◆ HOW TO COMPLETE THIS TASK
Search for the word "rejoined" in the entries. Each line that holds it should be copied.

(RECORDS TO USE begins)

//! Fault-injection experiments.
//!
//! An [`Experiment`] picks a target, applies its fault to the network
//! immediately and hands back the [`Step`]s that undo (or continue) the fault
//! later. Experiments are immutable: they hold only their tunable bounds, and
//! everything that changes during a run lives in the network or in the
//! per-run [`ChaosContext`].
//!
//! # Variants
//!
//! | Variant | Target | Fault |
//! |---------|--------|-------|
//! | [`NodeFailureExperiment`] | alive node | killed, restarted later |
//! | [`NodeIsolationExperiment`] | connected node | isolated, rejoined later |
//! | [`FlickeringIsolationExperiment`] | connected node | isolated and rejoined repeatedly |
//! | [`HighLatencyNodeExperiment`] | node without latency fault | slow links, restored later |
//! | [`LowBandwidthNodeExperiment`] | node without bandwidth fault | throttled links, restored later |
//! | [`NetworkPartitionExperiment`] | whole network or largest partition | split, merged later |
//!
//! When no target is eligible, `start` returns an empty list without touching
//! the network.

mod bandwidth;
mod isolation;
mod latency;
mod node_failure;
mod partition;

pub use bandwidth::LowBandwidthNodeExperiment;
pub use isolation::{FlickeringIsolationExperiment, NodeIsolationExperiment};
pub use latency::HighLatencyNodeExperiment;
pub use node_failure::NodeFailureExperiment;
pub use partition::NetworkPartitionExperiment;

use crate::clock::Timestamp;
use crate::context::ChaosContext;
use crate::error::{ChaosError, Result};
use crate::network::Network;
use crate::random::ChaosRng;
use crate::step::Step;
use serde::{Deserialize, Serialize};
use std::fmt;
use std::time::Duration;

/// The closed set of fault generators.
#[derive(Debug, Clone, PartialEq, Serialize, Deserialize)]
#[serde(tag = "kind", rename_all = "snake_case")]
pub enum Experiment {
    NodeFailure(NodeFailureExperiment),
    NodeIsolation(NodeIsolationExperiment),
    FlickeringIsolation(FlickeringIsolationExperiment),
    HighLatencyNode(HighLatencyNodeExperiment),
    LowBandwidthNode(LowBandwidthNodeExperiment),
    NetworkPartition(NetworkPartitionExperiment),
}

impl Experiment {
    /// Apply the fault now and return the steps that follow it.
    pub fn start(
        &self,
        network: &mut dyn Network,
        ctx: &mut ChaosContext,
        now: Timestamp,
        rng: &mut ChaosRng,
    ) -> Result<Vec<Step>> {
        match self {
            Experiment::NodeFailure(e) => e.start(network, now, rng),
            Experiment::NodeIsolation(e) => e.start(network, now, rng),
            Experiment::FlickeringIsolation(e) => e.start(network, now, rng),
            Experiment::HighLatencyNode(e) => e.start(network, ctx, now, rng),
            Experiment::LowBandwidthNode(e) => e.start(network, ctx, now, rng),
            Experiment::NetworkPartition(e) => e.start(network, now, rng),
        }
    }

    /// Short name used in logs and run history.
    pub fn name(&self) -> &'static str {
        match self {
            Experiment::NodeFailure(_) => "node-failure",
            Experiment::NodeIsolation(_) => "node-isolation",
            Experiment::FlickeringIsolation(_) => "flickering-isolation",
            Experiment::HighLatencyNode(_) => "high-latency-node",
            Experiment::LowBandwidthNode(_) => "low-bandwidth-node",
            Experiment::NetworkPartition(_) => "network-partition",
        }
    }

    /// Longest time a fault of this experiment stays applied.
    pub fn max_duration(&self) -> Duration {
        match self {
            Experiment::NodeFailure(e) => e.max_duration,
            Experiment::NodeIsolation(e) => e.max_duration,
            Experiment::FlickeringIsolation(e) => e.max_duration,
            Experiment::HighLatencyNode(e) => e.max_duration,
            Experiment::LowBandwidthNode(e) => e.max_duration,
            Experiment::NetworkPartition(e) => e.max_duration,
        }
    }

    /// Check the experiment's bounds.
    pub fn validate(&self) -> Result<()> {
        match self {
            Experiment::NodeFailure(e) => e.validate(),
            Experiment::NodeIsolation(e) => e.validate(),
            Experiment::FlickeringIsolation(e) => e.validate(),
            Experiment::HighLatencyNode(e) => e.validate(),
            Experiment::LowBandwidthNode(e) => e.validate(),
            Experiment::NetworkPartition(e) => e.validate(),
        }
    }

    /// The four heavier experiments a default configuration runs.
    pub fn defaults() -> Vec<Experiment> {
        vec![
            Experiment::HighLatencyNode(HighLatencyNodeExperiment::default()),
            Experiment::LowBandwidthNode(LowBandwidthNodeExperiment::default()),
            Experiment::NetworkPartition(NetworkPartitionExperiment::default()),
            Experiment::NodeFailure(NodeFailureExperiment::default()),
        ]
    }
}

impl fmt::Display for Experiment {
    fn fmt(&self, f: &mut fmt::Formatter<'_>) -> fmt::Result {
        f.write_str(self.name())
    }
}

impl From<NodeFailureExperiment> for Experiment {
    fn from(e: NodeFailureExperiment) -> Self {
        Experiment::NodeFailure(e)
    }
}

impl From<NodeIsolationExperiment> for Experiment {
    fn from(e: NodeIsolationExperiment) -> Self {
        Experiment::NodeIsolation(e)
    }
}

impl From<FlickeringIsolationExperiment> for Experiment {
    fn from(e: FlickeringIsolationExperiment) -> Self {
        Experiment::FlickeringIsolation(e)
    }
}

impl From<HighLatencyNodeExperiment> for Experiment {
    fn from(e: HighLatencyNodeExperiment) -> Self {
        Experiment::HighLatencyNode(e)
    }
}

impl From<LowBandwidthNodeExperiment> for Experiment {
    fn from(e: LowBandwidthNodeExperiment) -> Self {
        Experiment::LowBandwidthNode(e)
    }
}

impl From<NetworkPartitionExperiment> for Experiment {
    fn from(e: NetworkPartitionExperiment) -> Self {
        Experiment::NetworkPartition(e)
    }
}

/// Pick one candidate uniformly at random.
fn pick<T: Copy>(candidates: &[T], rng: &mut ChaosRng) -> T {
    candidates[rng.next_int(candidates.len())]
}

fn check_bounds<T: PartialOrd + fmt::Debug>(field: &str, min: T, max: T) -> Result<()> {
    if min > max {
        return Err(ChaosError::invalid_config(
            field,
            format!("minimum {:?} exceeds maximum {:?}", min, max),
        ));
    }
    Ok(())
}

fn check_fraction(field: &str, value: f64) -> Result<()> {
    if !(0.0..=1.0).contains(&value) {
        return Err(ChaosError::invalid_config(
            field,
            format!("{} is outside [0, 1]", value),
        ));
    }
    Ok(())
}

(RECORDS TO USE ends)

◆ OUTPUT FOR THIS TASK
//! | [`NodeIsolationExperiment`] | connected node | isolated, rejoined later |
//! | [`FlickeringIsolationExperiment`] | connected node | isolated and rejoined repeatedly |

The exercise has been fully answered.